Benkendorf ran into trouble with the IRS and needed to resolve some payroll tax issues. He asked Morton for a loan. Morton agreed, but required that it go through Motorworld, and that the debts of Giant and Fox could not be used to offset the loan obligation. They signed the note for the loan, and Carol loaned $500,000 to Motorworld to fund the loan. Benkendorf did not pay, despite extensions and amendments, and incurred significant interest and penalties which increased the amount due to more than $1,000,000. Eventually, because of Benkendorf’s financial difficulties, Morton agreed to forgive the loan from Motorworld in exchange for Berkendorf forgiving the amounts due from Fox and Giant.

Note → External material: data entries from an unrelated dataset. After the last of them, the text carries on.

use cfg_aliases::cfg_aliases;

fn main() {
    // Setup cfg aliases
    cfg_aliases! {
        // Features
        oneshot: { feature = "oneshot" },
        // Tracing support
        tracing: { feature = "tracing" },
        release_tracing: { all(tracing, feature = "release-tracing") },
        // Disable various traces on release versions
        debug_tracing: { all(tracing, not(release_tracing), debug_assertions) }
    }
}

So essentially the debts owed between the Salkinds’ companies and Benkendorf and his companies were mutually extinguished, which would be fine and fair – and legal – if the story ended there. (Of course, if it did the courts would have never become involved….)
Thereafter, the Great Recession hit the Salkinds hard, and both Morton and Carol Salkind filed for Chapter 7 bankruptcy protection. Carol listed Motorworld as an asset, because it was set up that she owned it personally. She also listed the $500,000 loan due from Motorworld as one of her assets. However, Motorworld’s only asset was the loan to Benkendorf, which it had forgiven. So essentially, the transaction between the Salkinds’ companies and Berkendorf and his companies had the effect of leaving Motorworld with no assets, but still having a $500,000 liability to Carol. This left Motorworld unable to pay its debt to Carol, and thus insolvent.

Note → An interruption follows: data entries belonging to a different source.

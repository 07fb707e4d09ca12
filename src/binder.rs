//! # Binder
//! The wrapper value that binds an immediate executor to a completion handler
//! or completion token.

use crate::handler::{ArgumentType, ArgumentTypes, Handler, ResultType};

/// # Binder
/// Binds the immediate executor `E` to the target `T`, owning both by value.
///
/// A binder stays invocable wherever its target was (see [`Handler`]), keeps
/// advertising the target's legacy adapter types ([`ResultType`] and
/// friends), and is transparent for every associated-property query except
/// the immediate-executor one, which it always answers with its own bound
/// executor.
///
/// Cloning a binder clones both the executor and the target; the clones are
/// independent values, nothing is shared. The executor is only ever stored
/// and queried here, never invoked.
#[derive(Debug, Clone)]
pub struct Binder<T, E> {
    /// The bound immediate executor
    executor: E,

    /// The wrapped target
    target: T,
}

impl<T, E> Binder<T, E> {
    /// Creates a binder over `target` with `executor` as its immediate
    /// executor.
    pub fn new(executor: E, target: T) -> Self {
        Self { executor, target }
    }

    /// Gets a reference to the wrapped target.
    pub fn get(&self) -> &T {
        &self.target
    }

    /// Gets a mutable reference to the wrapped target.
    pub fn get_mut(&mut self) -> &mut T {
        &mut self.target
    }

    /// Gets a copy of the bound immediate executor.
    #[must_use]
    pub fn get_immediate_executor(&self) -> E
    where
        E: Clone,
    {
        self.executor.clone()
    }

    /// Consumes the binder, returning the executor and the target.
    pub fn into_parts(self) -> (E, T) {
        (self.executor, self.target)
    }

    /// Consumes the binder, returning only the wrapped target.
    pub fn into_target(self) -> T {
        self.target
    }

    /// Keeps the target but binds a different immediate executor, possibly of
    /// a different type. The outermost binding always wins when queried.
    pub fn rebind<F>(self, executor: F) -> Binder<T, F> {
        Binder {
            executor,
            target: self.target,
        }
    }

    /// Converts into a binder over compatible executor and target types.
    ///
    /// Only compiles when the destination executor type is constructible from
    /// `E` and the destination target type is constructible from `T`:
    ///
    /// ```compile_fail
    /// use tether::{bind, Binder, InlineExecutor};
    ///
    /// // `String` is not constructible from `i32`.
    /// let _: Binder<String, InlineExecutor> = bind(InlineExecutor, 7_i32).convert();
    /// ```
    pub fn convert<U, F>(self) -> Binder<U, F>
    where
        U: From<T>,
        F: From<E>,
    {
        Binder {
            executor: F::from(self.executor),
            target: U::from(self.target),
        }
    }
}

/// Binds `executor` as the immediate executor of `target`.
///
/// The returned [`Binder`] owns both by value.
///
/// ```
/// use tether::{bind, Handler, InlineExecutor};
///
/// let binder = bind(InlineExecutor, |x: i32| x + 1);
///
/// assert_eq!(binder.complete((41,)), 42);
/// ```
#[must_use]
pub fn bind<E, T>(executor: E, target: T) -> Binder<T, E> {
    Binder::new(executor, target)
}

// Invocation forwards to the target. The by-reference implementations mean a
// binder is invocable through a shared or exclusive reference whenever the
// target is; the executor plays no part in the call path.

impl<T, E, Args> Handler<Args> for Binder<T, E>
where
    T: Handler<Args>,
{
    type Output = T::Output;

    fn complete(self, args: Args) -> Self::Output {
        self.target.complete(args)
    }
}

impl<'a, T, E, Args> Handler<Args> for &'a Binder<T, E>
where
    &'a T: Handler<Args>,
{
    type Output = <&'a T as Handler<Args>>::Output;

    fn complete(self, args: Args) -> Self::Output {
        self.get().complete(args)
    }
}

impl<'a, T, E, Args> Handler<Args> for &'a mut Binder<T, E>
where
    &'a mut T: Handler<Args>,
{
    type Output = <&'a mut T as Handler<Args>>::Output;

    fn complete(self, args: Args) -> Self::Output {
        (&mut self.target).complete(args)
    }
}

// The legacy adapter types pass through unchanged whenever the target
// advertises them.

impl<T, E> ResultType for Binder<T, E>
where
    T: ResultType,
{
    type Result = T::Result;
}

impl<T, E> ArgumentType for Binder<T, E>
where
    T: ArgumentType,
{
    type Argument = T::Argument;
}

impl<T, E> ArgumentTypes for Binder<T, E>
where
    T: ArgumentTypes,
{
    type First = T::First;
    type Second = T::Second;
}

When Carol filed for Chapter 7, the Bankruptcy Court appointed a trustee. Under bankruptcy law, the trustee is tasked with collecting all of the debtor’s assets to recover as much as possible to fund payment for the debtor’s creditors. So, believing the transaction to be a “fraudulent conveyance” under the UFTA, the trustee sued Benkendorf in New Jersey Superior Court seeking to void the transfer. This would allow Motorworld to collect the loan from Benk. The funds would make Motorworld solvent. Since Carol was the sole owner, the trustee could seize them and use them to satisfy Carol’s creditors in her bankruptcy.

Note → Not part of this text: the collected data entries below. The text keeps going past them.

//! # Tether
//! Binds immediate executors to asynchronous completion handlers.
//!
//! An *immediate executor* is an execution context that may be asked to run a
//! continuation inline, right when it becomes ready, instead of deferring to a
//! general scheduling policy. Outer asynchronous machinery that knows which
//! immediate executor accompanies a handler can choose inline dispatch; Tether
//! is the adapter that carries that association, not the machinery that acts
//! on it.
//!
//! ## Binding
//! [`bind`] wraps any completion handler (or completion token) together with
//! an executor handle in a [`Binder`]. The binder stays invocable wherever the
//! target was, keeps advertising whatever the target advertises about itself,
//! and answers the immediate-executor query with the bound executor:
//!
//! ```
//! use tether::{bind, Handler, InlineExecutor};
//!
//! let binder = bind(InlineExecutor, |x: i32| x + 1);
//!
//! assert_eq!(binder.get_immediate_executor(), InlineExecutor);
//! assert_eq!(binder.complete((41,)), 42);
//! ```
//!
//! ## Initiation
//! When a binder is used as a completion token, the adaptation in
//! [`initiate`](crate::initiate) unwraps it one level for the underlying
//! protocol and re-wraps the real handler with the bound executor right before
//! the original initiation runs it, so the handler that the machinery
//! eventually invokes still carries the association:
//!
//! ```
//! use tether::{async_initiate, bind, initiation_fn, AssociatedImmediateExecutor,
//!     Binder, Handler, InlineExecutor};
//!
//! let token = bind(InlineExecutor, |x: i32| assert_eq!(x, 42));
//!
//! async_initiate(
//!     initiation_fn(|handler: Binder<_, InlineExecutor>| {
//!         // The machinery can recover the association before invoking.
//!         assert_eq!(handler.immediate_executor(()), InlineExecutor);
//!         handler.complete((42,));
//!     }),
//!     token,
//! );
//! ```
//!
//! ## Association
//! Generic code discovers the executor through the
//! [`AssociatedImmediateExecutor`] query. Every other associated-property
//! query ([`Associated`]) passes through the binder to its target untouched.

#![no_std]
#![warn(clippy::pedantic)]
#![allow(clippy::module_name_repetitions)]

/// The implementation of the binder wrapper and the [`bind`] construction function.
pub mod binder;

/// The invocation seam for completion handlers, and the legacy adapter traits.
pub mod handler;

/// The associator customization points.
pub mod associated;

/// The async-result initiation protocol.
pub mod initiate;

/// The immediate-executor contract and a trivial inline executor.
pub mod executor;

/// The promise/future completion-token flavor.
#[cfg(oneshot)]
pub mod oneshot;

/// Contains error types for the crate
#[cfg(oneshot)]
pub mod error;

// If traces should survive into optimized builds, use the real event macro.
#[cfg(any(release_tracing, debug_tracing))]
pub(crate) use tracing::event;

// If release tracing is not enabled and debug assertions are off,
// then we want to ignore Level::TRACE. So lets create a macro to do so.
#[cfg(all(tracing, not(release_tracing), not(debug_tracing)))]
#[macro_export]
macro_rules! event {
    (Level::TRACE, $($_:tt)*) => {};
    ($($x:tt)*) => {
        tracing::event!($($x)*)
    };
}

// Otherwise define a dummy event macro.
#[cfg(not(tracing))]
#[macro_export]
macro_rules! event {
    ($($_:tt)*) => {};
}



pub use binder::{bind, Binder};

pub use handler::{ArgumentType, ArgumentTypes, Handler, ResultType};

pub use associated::{Associated, AssociatedImmediateExecutor};

pub use initiate::{async_initiate, initiation_fn, CompletionToken, Initiation, InitiationFn};

pub use executor::{ImmediateExecutor, InlineExecutor};

#[cfg(oneshot)]
pub use oneshot::{Completion, Oneshot, Promise};

#[cfg(oneshot)]
pub use error::CompletionError;
//! Contains error types for the crate

use thiserror::Error;

/// # CompletionError
/// An error type returned when a promised completion can no longer be
/// delivered.
///
/// Every other failure mode in this crate is a compile-time rejection: an
/// incompatible construction, invocation, or query refuses to type-check
/// instead of failing at runtime.
#[derive(Error, Debug, PartialEq, Eq, Clone)]
pub enum CompletionError {
    #[error("The operation dropped its completion handler without completing")]
    Abandoned,
}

Berkendorf, of course, wasn’t too happy about this. He had agreed to give up collecting the $1,000,000 owed to him by Fox and Giant, and now the trustee wanted him to pay another $1,000,000. He opposed the trustee’s suit. A trial was held, and the trial court found that the forgiveness of Motorworld’s loan was a “fraudulent conveyance” under the UFTA and Benkendorf had to pay it back. Benkendorf appealed, and the Appellate Division reversed and found in his favor. The Trustee then appealed to the Supreme Court, which overturned the Appellate Division and sided with the Trustee.
One of the elements of a fraudulent conveyance is that it was not made for “reasonably equivalent value.” This was the issue at question in this case. Here, the value received for forgiving the loan was Benkendorf forgiving the $1,000,000 debt to Giant and Fox. Benkendorf argued, and the Appellate Division agreed, that since the companies all had the same owners, Carol received value and that was enough, essentially that substance should be put over form.
However, the New Jersey Supreme Court rejected this argument. Although they had similar owners, Giant, Fox and Motorworld were different corporations. The law treats corporations as separate from their owners – indeed, that is the main reason people use corporations to conduct business, because owners are generally not responsible for their corporations’ debts unless they choose to be (for example, to guarantee a loan so that a bank will actually extend a loan). The Supreme Court explained that because the debt which was forgiven was owed to Benkendorf by Fox and Giant, not Motorworld, Motorworld in fact received no equivalent value for the forgiveness of the loan – indeed, it received nothing at all. As a result it held that the transfer was a “fraudulent conveyance.”
This result is correct in a strict reading of the UFTA, but puts form over substance. In any event, had the parties planned the transaction better, this result could probably been avoided and a more fair outcome Benkendorf resulted. The problem seems to be that Motorworld still owed Carol over half a million dollars. If as part of the transaction Carol also forgave the loan to Motorwold, the substance of the deal would have been the same – all the debt in every direction would have been cancelled – thus Motorworld would have received reasonably equivalent value when all of its debts were extinguished including the debt from Motorworld to Carol.
Our business attorneys help parties structure their transactions to protect them under New Jersey business law. When deals break down, our litigators help people and business enforce and protect their rights in litigation, arbitration and mediation. Call us at (973) 890-0004 or email us to set up a consultation. We can help.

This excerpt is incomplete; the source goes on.